(Collected data)
★ ★ ★ ★
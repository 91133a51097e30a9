//! Agent data models.

use chrono::{DateTime, Utc};
use serde::{Deserialize, Serialize};
use std::path::Path;

/// Kind of CLI backing an agent.
#[derive(Debug, Clone, Copy, PartialEq, Eq, Hash, Serialize, Deserialize)]
#[serde(rename_all = "lowercase")]
pub enum AgentType {
    Opencode,
    Claude,
    Codex,
    /// Hub-internal participant. Never invoked, never a ghost.
    System,
}

impl AgentType {
    /// Executable name of the CLI, if this type is backed by one.
    pub fn cli_binary(&self) -> Option<&'static str> {
        match self {
            AgentType::Opencode => Some("opencode"),
            AgentType::Claude => Some("claude"),
            AgentType::Codex => Some("codex"),
            AgentType::System => None,
        }
    }

    pub fn as_str(&self) -> &'static str {
        match self {
            AgentType::Opencode => "opencode",
            AgentType::Claude => "claude",
            AgentType::Codex => "codex",
            AgentType::System => "system",
        }
    }
}

impl std::fmt::Display for AgentType {
    fn fmt(&self, f: &mut std::fmt::Formatter<'_>) -> std::fmt::Result {
        f.write_str(self.as_str())
    }
}

impl std::str::FromStr for AgentType {
    type Err = String;

    fn from_str(s: &str) -> Result<Self, Self::Err> {
        match s.to_lowercase().as_str() {
            "opencode" => Ok(AgentType::Opencode),
            "claude" | "claude_code" | "claude-code" => Ok(AgentType::Claude),
            "codex" => Ok(AgentType::Codex),
            "system" => Ok(AgentType::System),
            _ => Err(format!("unknown agent type: {}", s)),
        }
    }
}

/// Presence of an agent. Agents are never deleted, only marked offline.
#[derive(Debug, Clone, Copy, PartialEq, Eq, Serialize, Deserialize)]
#[serde(rename_all = "lowercase")]
pub enum AgentStatus {
    Online,
    Offline,
}

impl std::fmt::Display for AgentStatus {
    fn fmt(&self, f: &mut std::fmt::Formatter<'_>) -> std::fmt::Result {
        match self {
            AgentStatus::Online => write!(f, "online"),
            AgentStatus::Offline => write!(f, "offline"),
        }
    }
}

impl std::str::FromStr for AgentStatus {
    type Err = String;

    fn from_str(s: &str) -> Result<Self, Self::Err> {
        match s.to_lowercase().as_str() {
            "online" => Ok(AgentStatus::Online),
            "offline" => Ok(AgentStatus::Offline),
            _ => Err(format!("unknown agent status: {}", s)),
        }
    }
}

/// Believed-live location of an agent's CLI backend.
#[derive(Debug, Clone, PartialEq, Eq, Hash, Serialize, Deserialize)]
pub struct InvocationCredential {
    /// Base URL of the CLI's HTTP server (e.g. "http://127.0.0.1:4096").
    pub server_url: String,
    /// The CLI's own session id (e.g. "ses_...").
    pub session_id: String,
}

impl InvocationCredential {
    pub fn new(server_url: impl Into<String>, session_id: impl Into<String>) -> Self {
        Self {
            server_url: server_url.into(),
            session_id: session_id.into(),
        }
    }
}

/// Free-form profile fields shown to other agents.
#[derive(Debug, Clone, Default, PartialEq, Eq, Serialize, Deserialize)]
pub struct AgentProfile {
    #[serde(skip_serializing_if = "Option::is_none")]
    pub description: Option<String>,
    #[serde(skip_serializing_if = "Option::is_none")]
    pub personality: Option<String>,
    #[serde(skip_serializing_if = "Option::is_none")]
    pub current_task: Option<String>,
    #[serde(skip_serializing_if = "Option::is_none")]
    pub gender: Option<String>,
}

/// Partial profile update. `None` leaves a field untouched.
#[derive(Debug, Clone, Default, Deserialize)]
pub struct ProfileUpdate {
    pub description: Option<String>,
    pub personality: Option<String>,
    pub current_task: Option<String>,
    pub gender: Option<String>,
}

impl AgentProfile {
    pub fn apply(&mut self, update: &ProfileUpdate) {
        if let Some(v) = &update.description {
            self.description = Some(v.clone());
        }
        if let Some(v) = &update.personality {
            self.personality = Some(v.clone());
        }
        if let Some(v) = &update.current_task {
            self.current_task = Some(v.clone());
        }
        if let Some(v) = &update.gender {
            self.gender = Some(v.clone());
        }
    }
}

/// A registered logical agent.
#[derive(Debug, Clone, PartialEq, Serialize, Deserialize)]
pub struct AgentIdentity {
    pub id: String,
    /// Unique display name, used for addressing.
    pub name: String,
    pub agent_type: AgentType,
    pub project_path: String,
    pub project_name: String,
    pub status: AgentStatus,
    #[serde(flatten)]
    pub profile: AgentProfile,
    #[serde(skip_serializing_if = "Option::is_none")]
    pub credential: Option<InvocationCredential>,
    /// Session id used to resume the CLI in one-shot subprocess mode.
    #[serde(skip_serializing_if = "Option::is_none")]
    pub cli_session_id: Option<String>,
    /// Session id on the supervised backend server.
    #[serde(skip_serializing_if = "Option::is_none")]
    pub backend_session_id: Option<String>,
    pub created_at: DateTime<Utc>,
    pub last_seen_at: DateTime<Utc>,
}

impl AgentIdentity {
    pub fn new(name: impl Into<String>, agent_type: AgentType, project_path: impl Into<String>) -> Self {
        let project_path = project_path.into();
        let now = Utc::now();
        Self {
            id: uuid::Uuid::new_v4().to_string(),
            name: name.into(),
            agent_type,
            project_name: project_name_of(&project_path),
            project_path,
            status: AgentStatus::Online,
            profile: AgentProfile::default(),
            credential: None,
            cli_session_id: None,
            backend_session_id: None,
            created_at: now,
            last_seen_at: now,
        }
    }

    /// Whether a one-shot subprocess (or supervised server) could run a prompt for this agent.
    pub fn has_fallback_capability(&self) -> bool {
        self.agent_type.cli_binary().is_some()
            && (self.cli_session_id.is_some() || !self.project_path.is_empty())
    }
}

/// Last path component, used as a human-friendly project label.
pub fn project_name_of(project_path: &str) -> String {
    Path::new(project_path.trim_end_matches('/'))
        .file_name()
        .map(|n| n.to_string_lossy().into_owned())
        .unwrap_or_else(|| project_path.to_string())
}

/// Local registration session tying an identity to a pid/tty lifetime.
#[derive(Debug, Clone, PartialEq, Eq, Serialize, Deserialize)]
pub struct OsSession {
    pub id: String,
    pub agent_id: String,
    pub pid: u32,
    pub tty: String,
    pub is_active: bool,
    pub started_at: DateTime<Utc>,
    #[serde(skip_serializing_if = "Option::is_none")]
    pub ended_at: Option<DateTime<Utc>>,
}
★ ★ ★ ★
■ **HOW TO COMPLETE THIS TASK**
What this exercise asks for is the data above, retyped exactly.

■ **RESULT OF THE EXERCISE**
repository 91133a51097e30a9
//! Agent data models.

use chrono::{DateTime, Utc};
use serde::{Deserialize, Serialize};
use std::path::Path;

/// Kind of CLI backing an agent.
#[derive(Debug, Clone, Copy, PartialEq, Eq, Hash, Serialize, Deserialize)]
#[serde(rename_all = "lowercase")]
pub enum AgentType {
    Opencode,
    Claude,
    Codex,
    /// Hub-internal participant. Never invoked, never a ghost.
    System,
}

impl AgentType {
    /// Executable name of the CLI, if this type is backed by one.
    pub fn cli_binary(&self) -> Option<&'static str> {
        match self {
            AgentType::Opencode => Some("opencode"),
            AgentType::Claude => Some("claude"),
            AgentType::Codex => Some("codex"),
            AgentType::System => None,
        }
    }

    pub fn as_str(&self) -> &'static str {
        match self {
            AgentType::Opencode => "opencode",
            AgentType::Claude => "claude",
            AgentType::Codex => "codex",
            AgentType::System => "system",
        }
    }
}

impl std::fmt::Display for AgentType {
    fn fmt(&self, f: &mut std::fmt::Formatter<'_>) -> std::fmt::Result {
        f.write_str(self.as_str())
    }
}

impl std::str::FromStr for AgentType {
    type Err = String;

    fn from_str(s: &str) -> Result<Self, Self::Err> {
        match s.to_lowercase().as_str() {
            "opencode" => Ok(AgentType::Opencode),
            "claude" | "claude_code" | "claude-code" => Ok(AgentType::Claude),
            "codex" => Ok(AgentType::Codex),
            "system" => Ok(AgentType::System),
            _ => Err(format!("unknown agent type: {}", s)),
        }
    }
}

/// Presence of an agent. Agents are never deleted, only marked offline.
#[derive(Debug, Clone, Copy, PartialEq, Eq, Serialize, Deserialize)]
#[serde(rename_all = "lowercase")]
pub enum AgentStatus {
    Online,
    Offline,
}

impl std::fmt::Display for AgentStatus {
    fn fmt(&self, f: &mut std::fmt::Formatter<'_>) -> std::fmt::Result {
        match self {
            AgentStatus::Online => write!(f, "online"),
            AgentStatus::Offline => write!(f, "offline"),
        }
    }
}

impl std::str::FromStr for AgentStatus {
    type Err = String;

    fn from_str(s: &str) -> Result<Self, Self::Err> {
        match s.to_lowercase().as_str() {
            "online" => Ok(AgentStatus::Online),
            "offline" => Ok(AgentStatus::Offline),
            _ => Err(format!("unknown agent status: {}", s)),
        }
    }
}

/// Believed-live location of an agent's CLI backend.
#[derive(Debug, Clone, PartialEq, Eq, Hash, Serialize, Deserialize)]
pub struct InvocationCredential {
    /// Base URL of the CLI's HTTP server (e.g. "http://127.0.0.1:4096").
    pub server_url: String,
    /// The CLI's own session id (e.g. "ses_...").
    pub session_id: String,
}

impl InvocationCredential {
    pub fn new(server_url: impl Into<String>, session_id: impl Into<String>) -> Self {
        Self {
            server_url: server_url.into(),
            session_id: session_id.into(),
        }
    }
}

/// Free-form profile fields shown to other agents.
#[derive(Debug, Clone, Default, PartialEq, Eq, Serialize, Deserialize)]
pub struct AgentProfile {
    #[serde(skip_serializing_if = "Option::is_none")]
    pub description: Option<String>,
    #[serde(skip_serializing_if = "Option::is_none")]
    pub personality: Option<String>,
    #[serde(skip_serializing_if = "Option::is_none")]
    pub current_task: Option<String>,
    #[serde(skip_serializing_if = "Option::is_none")]
    pub gender: Option<String>,
}

/// Partial profile update. `None` leaves a field untouched.
#[derive(Debug, Clone, Default, Deserialize)]
pub struct ProfileUpdate {
    pub description: Option<String>,
    pub personality: Option<String>,
    pub current_task: Option<String>,
    pub gender: Option<String>,
}

impl AgentProfile {
    pub fn apply(&mut self, update: &ProfileUpdate) {
        if let Some(v) = &update.description {
            self.description = Some(v.clone());
        }
        if let Some(v) = &update.personality {
            self.personality = Some(v.clone());
        }
        if let Some(v) = &update.current_task {
            self.current_task = Some(v.clone());
        }
        if let Some(v) = &update.gender {
            self.gender = Some(v.clone());
        }
    }
}

/// A registered logical agent.
#[derive(Debug, Clone, PartialEq, Serialize, Deserialize)]
pub struct AgentIdentity {
    pub id: String,
    /// Unique display name, used for addressing.
    pub name: String,
    pub agent_type: AgentType,
    pub project_path: String,
    pub project_name: String,
    pub status: AgentStatus,
    #[serde(flatten)]
    pub profile: AgentProfile,
    #[serde(skip_serializing_if = "Option::is_none")]
    pub credential: Option<InvocationCredential>,
    /// Session id used to resume the CLI in one-shot subprocess mode.
    #[serde(skip_serializing_if = "Option::is_none")]
    pub cli_session_id: Option<String>,
    /// Session id on the supervised backend server.
    #[serde(skip_serializing_if = "Option::is_none")]
    pub backend_session_id: Option<String>,
    pub created_at: DateTime<Utc>,
    pub last_seen_at: DateTime<Utc>,
}

impl AgentIdentity {
    pub fn new(name: impl Into<String>, agent_type: AgentType, project_path: impl Into<String>) -> Self {
        let project_path = project_path.into();
        let now = Utc::now();
        Self {
            id: uuid::Uuid::new_v4().to_string(),
            name: name.into(),
            agent_type,
            project_name: project_name_of(&project_path),
            project_path,
            status: AgentStatus::Online,
            profile: AgentProfile::default(),
            credential: None,
            cli_session_id: None,
            backend_session_id: None,
            created_at: now,
            last_seen_at: now,
        }
    }

    /// Whether a one-shot subprocess (or supervised server) could run a prompt for this agent.
    pub fn has_fallback_capability(&self) -> bool {
        self.agent_type.cli_binary().is_some()
            && (self.cli_session_id.is_some() || !self.project_path.is_empty())
    }
}

/// Last path component, used as a human-friendly project label.
pub fn project_name_of(project_path: &str) -> String {
    Path::new(project_path.trim_end_matches('/'))
        .file_name()
        .map(|n| n.to_string_lossy().into_owned())
        .unwrap_or_else(|| project_path.to_string())
}

/// Local registration session tying an identity to a pid/tty lifetime.
#[derive(Debug, Clone, PartialEq, Eq, Serialize, Deserialize)]
pub struct OsSession {
    pub id: String,
    pub agent_id: String,
    pub pid: u32,
    pub tty: String,
    pub is_active: bool,
    pub started_at: DateTime<Utc>,
    #[serde(skip_serializing_if = "Option::is_none")]
    pub ended_at: Option<DateTime<Utc>>,
}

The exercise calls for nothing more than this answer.